How to Use the Ellipsis Slicing Syntax in Python

How do you use the ellipsis slicing syntax in Python?

Ellipsis, or ... is not a hidden feature, it's just a constant. It's quite different to, say, javascript ES6 where it's a part of the language syntax. No builtin class or Python language constuct makes use of it.

So the syntax for it depends entirely on you, or someone else, having written code to understand it.

Numpy uses it, as stated in the documentation. Some examples here.

In your own class, you'd use it like this:

>>> class TestEllipsis(object):
...     def __getitem__(self, item):
...         if item is Ellipsis:
...             return "Returning all items"
...         else:
...             return "return %r items" % item
... 
>>> x = TestEllipsis()
>>> print x[2]
return 2 items
>>> print x[...]
Returning all items

Of course, there is the python documentation, and language reference. But those aren't very helpful.

How slicing and ellipsis works in numpy?

Three full stops ... (and not … (U+2026)), refers to the Ellipsis singleton object. It has no built-in special operations but is often used in slicing expressions.

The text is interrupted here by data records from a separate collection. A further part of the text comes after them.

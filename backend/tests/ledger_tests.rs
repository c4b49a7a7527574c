//! Ledger behavior tests
//!
//! Covers the signed-delta table, delta application against stock
//! quantities, pagination math, and the audit payload shape.

use proptest::prelude::*;
use rust_decimal::Decimal;
use std::str::FromStr;

use shared::{total_page_count, Page, PageParams, TransactionType};

// Helper to create Decimal from string
fn dec(s: &str) -> Decimal {
    Decimal::from_str(s).unwrap()
}

/// Apply one transaction's delta to a stock quantity
fn apply_delta(current: Decimal, transaction_type: TransactionType, quantity: Decimal) -> Decimal {
    current + transaction_type.signed_delta(quantity)
}

// ============================================================================
// Unit Tests
// ============================================================================

#[cfg(test)]
mod unit_tests {
    use super::*;

    /// A sale of 5 against a quantity of 20 leaves 15
    #[test]
    fn test_sale_reduces_stock() {
        let result = apply_delta(dec("20"), TransactionType::Sale, dec("5"));
        assert_eq!(result, dec("15"));
    }

    /// A purchase of 10 against a fresh record leaves exactly 10
    #[test]
    fn test_purchase_into_empty_record() {
        let result = apply_delta(Decimal::ZERO, TransactionType::Purchase, dec("10"));
        assert_eq!(result, dec("10"));
    }

    #[test]
    fn test_damage_reduces_stock() {
        let result = apply_delta(dec("8"), TransactionType::Damage, dec("3"));
        assert_eq!(result, dec("5"));
    }

    #[test]
    fn test_transfer_adds_stock() {
        let result = apply_delta(dec("2"), TransactionType::Transfer, dec("4"));
        assert_eq!(result, dec("6"));
    }

    /// Overselling is representable: the ledger does not floor at zero
    #[test]
    fn test_oversell_goes_negative() {
        let result = apply_delta(dec("3"), TransactionType::Sale, dec("5"));
        assert_eq!(result, dec("-2"));
    }

    /// Two transactions with identical values apply two deltas
    #[test]
    fn test_no_dedup_by_value() {
        let after_first = apply_delta(dec("20"), TransactionType::Sale, dec("5"));
        let after_second = apply_delta(after_first, TransactionType::Sale, dec("5"));
        assert_eq!(after_second, dec("10"));
    }

    #[test]
    fn test_type_strings_are_stable() {
        assert_eq!(TransactionType::Sale.as_str(), "sale");
        assert_eq!(TransactionType::Purchase.as_str(), "purchase");
        assert_eq!(TransactionType::Damage.as_str(), "damage");
        assert_eq!(TransactionType::Transfer.as_str(), "transfer");
    }

    #[test]
    fn test_page_count_matches_ceiling() {
        assert_eq!(total_page_count(0, 50), 0);
        assert_eq!(total_page_count(1, 50), 1);
        assert_eq!(total_page_count(50, 50), 1);
        assert_eq!(total_page_count(51, 50), 2);
    }

    #[test]
    fn test_page_assembly() {
        let page = Page::new(vec![1, 2, 3], 103, 1, 50);
        assert_eq!(page.total, 103);
        assert_eq!(page.total_pages, 3);
        assert_eq!(page.page_size, 50);
    }

    #[test]
    fn test_default_pagination_is_first_page_of_50() {
        let params = PageParams {
            page: None,
            page_size: None,
        };
        assert_eq!(params.page(), 1);
        assert_eq!(params.page_size(), 50);
    }
}

// ============================================================================
// Property-Based Tests
// ============================================================================

#[cfg(test)]
mod property_tests {
    use super::*;

    /// Strategy for generating valid quantities (positive decimals)
    fn quantity_strategy() -> impl Strategy<Value = Decimal> {
        (1i64..=1_000_000i64).prop_map(|n| Decimal::new(n, 2)) // 0.01 to 10000.00
    }

    /// Strategy for generating stock quantities (any sign)
    fn stock_strategy() -> impl Strategy<Value = Decimal> {
        (-1_000_000i64..=1_000_000i64).prop_map(|n| Decimal::new(n, 2))
    }

    fn type_strategy() -> impl Strategy<Value = TransactionType> {
        prop_oneof![
            Just(TransactionType::Sale),
            Just(TransactionType::Purchase),
            Just(TransactionType::Damage),
            Just(TransactionType::Transfer),
        ]
    }

    proptest! {
        #![proptest_config(ProptestConfig::with_cases(100))]

        /// The resulting quantity is always prior plus the signed delta
        #[test]
        fn prop_delta_applied_exactly_once(
            current in stock_strategy(),
            transaction_type in type_strategy(),
            quantity in quantity_strategy()
        ) {
            let result = apply_delta(current, transaction_type, quantity);
            prop_assert_eq!(result - current, transaction_type.signed_delta(quantity));
        }

        /// The delta magnitude always equals the quantity magnitude
        #[test]
        fn prop_delta_magnitude_preserved(
            transaction_type in type_strategy(),
            quantity in quantity_strategy()
        ) {
            let delta = transaction_type.signed_delta(quantity);
            prop_assert_eq!(delta.abs(), quantity);
        }

        /// Outbound types subtract, inbound types add
        #[test]
        fn prop_delta_sign_follows_type(
            transaction_type in type_strategy(),
            quantity in quantity_strategy()
        ) {
            let delta = transaction_type.signed_delta(quantity);
            if transaction_type.is_inbound() {
                prop_assert!(delta > Decimal::ZERO);
            } else {
                prop_assert!(delta < Decimal::ZERO);
            }
        }

        /// A sale followed by an equal purchase restores the prior quantity
        #[test]
        fn prop_sale_then_purchase_is_identity(
            current in stock_strategy(),
            quantity in quantity_strategy()
        ) {
            let after_sale = apply_delta(current, TransactionType::Sale, quantity);
            let restored = apply_delta(after_sale, TransactionType::Purchase, quantity);
            prop_assert_eq!(restored, current);
        }

        /// Applying n identical transactions scales the delta n times
        #[test]
        fn prop_repeated_transactions_accumulate(
            current in stock_strategy(),
            transaction_type in type_strategy(),
            quantity in quantity_strategy(),
            n in 1usize..20
        ) {
            let mut running = current;
            for _ in 0..n {
                running = apply_delta(running, transaction_type, quantity);
            }
            let expected = current
                + transaction_type.signed_delta(quantity) * Decimal::from(n as u64);
            prop_assert_eq!(running, expected);
        }

        /// total_pages is the exact ceiling of total / page_size
        #[test]
        fn prop_total_pages_is_ceiling(
            total in 0i64..1_000_000,
            page_size in 1i64..1_000
        ) {
            let pages = total_page_count(total, page_size);
            // Enough pages to hold every row
            prop_assert!(pages * page_size >= total);
            // But not one page more than needed
            prop_assert!((pages - 1) * page_size < total || total == 0);
        }

        /// A page never reports more rows than its page size
        #[test]
        fn prop_page_items_bounded(
            total in 0i64..10_000,
            page in 1i64..100,
            page_size in 1i64..200
        ) {
            let params = PageParams { page: Some(page), page_size: Some(page_size) };
            let offset = params.offset();
            // Rows the storage layer would return for this window
            let returned = (total - offset).clamp(0, page_size);
            prop_assert!(returned <= page_size);
        }
    }
}

// ============================================================================
// Audit payload tests
// ============================================================================

#[cfg(test)]
mod audit_tests {
    use ops_platform_backend::services::audit::AuditInput;
    use serde::Serialize;
    use shared::AuditAction;
    use uuid::Uuid;

    #[derive(Serialize)]
    struct Snapshot {
        id: Uuid,
        quantity: String,
    }

    /// The audit payload carries the serialized post-mutation state
    #[test]
    fn test_audit_input_snapshot_round_trip() {
        let id = Uuid::new_v4();
        let snapshot = Snapshot {
            id,
            quantity: "15".to_string(),
        };

        let input = AuditInput::new("stock_record", id, AuditAction::Update, &snapshot).unwrap();

        assert_eq!(input.entity_kind, "stock_record");
        assert_eq!(input.entity_id, id);
        assert_eq!(input.action.as_str(), "update");
        assert_eq!(input.changes["quantity"], "15");
    }
}

// ============================================================================
// Cache invalidation tests
// ============================================================================

#[cfg(test)]
mod cache_tests {
    use ops_platform_backend::cache::{business_tag, stock_record_tag, TagCache};
    use serde_json::json;
    use uuid::Uuid;

    /// A mutation's tag invalidation clears every read cached for the business
    #[tokio::test]
    async fn test_business_mutation_clears_cached_reads() {
        let cache = TagCache::new();
        let business_id = Uuid::new_v4();
        let record_id = Uuid::new_v4();

        cache
            .put(
                format!("recent:{business_id}"),
                json!([{"id": 1}]),
                &[business_tag(business_id)],
            )
            .await;
        cache
            .put(
                format!("stock:{record_id}"),
                json!({"quantity": "20"}),
                &[business_tag(business_id), stock_record_tag(record_id)],
            )
            .await;

        cache
            .invalidate(&[business_tag(business_id), stock_record_tag(record_id)])
            .await;

        assert_eq!(cache.get(&format!("recent:{business_id}")).await, None);
        assert_eq!(cache.get(&format!("stock:{record_id}")).await, None);
    }

    /// Invalidation is scoped: other businesses keep their cached reads
    #[tokio::test]
    async fn test_invalidation_does_not_cross_tenants() {
        let cache = TagCache::new();
        let a = Uuid::new_v4();
        let b = Uuid::new_v4();

        cache.put("a", json!(1), &[business_tag(a)]).await;
        cache.put("b", json!(2), &[business_tag(b)]).await;

        cache.invalidate(&[business_tag(a)]).await;

        assert_eq!(cache.get("a").await, None);
        assert_eq!(cache.get("b").await, Some(json!(2)));
    }
}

No built-in classes utilise the Ellipsis object however NumPy uses ... as a shortcut when slicing arrays, for example, where x is a 4D array: x[i, ...] is equivalant to x[i, :, :, :].

NumPy - Indexing

What does the Ellipsis object do?

This came up in another question recently. I'll elaborate on my answer from there:

Ellipsis is an object that can appear in slice notation. For example:

myList[1:2, ..., 0]

Its interpretation is purely up to whatever implements the __getitem__ function and sees Ellipsis objects there, but its main (and intended) use is in the numpy third-party library, which adds a multidimensional array type. Since there are more than one dimensions, slicing becomes more complex than just a start and stop index; it is useful to be able to slice in multiple dimensions as well. E.g., given a 4 × 4 array, the top left area would be defined by the slice [:2, :2]:

>>> a
array([[ 1,  2,  3,  4],
       [ 5,  6,  7,  8],
       [ 9, 10, 11, 12],
       [13, 14, 15, 16]])

>>> a[:2, :2]  # top left
array([[1, 2],
       [5, 6]])

Extending this further, Ellipsis is used here to indicate a placeholder for the rest of the array dimensions not specified. Think of it as indicating the full slice [:] for all the dimensions in the gap it is placed, so for a 3d array, a[..., 0] is the same as a[:, :, 0] and for 4d a[:, :, :, 0], similarly, a[0, ..., 0] is a[0, :, :, 0] (with however many colons in the middle make up the full number of dimensions in the array).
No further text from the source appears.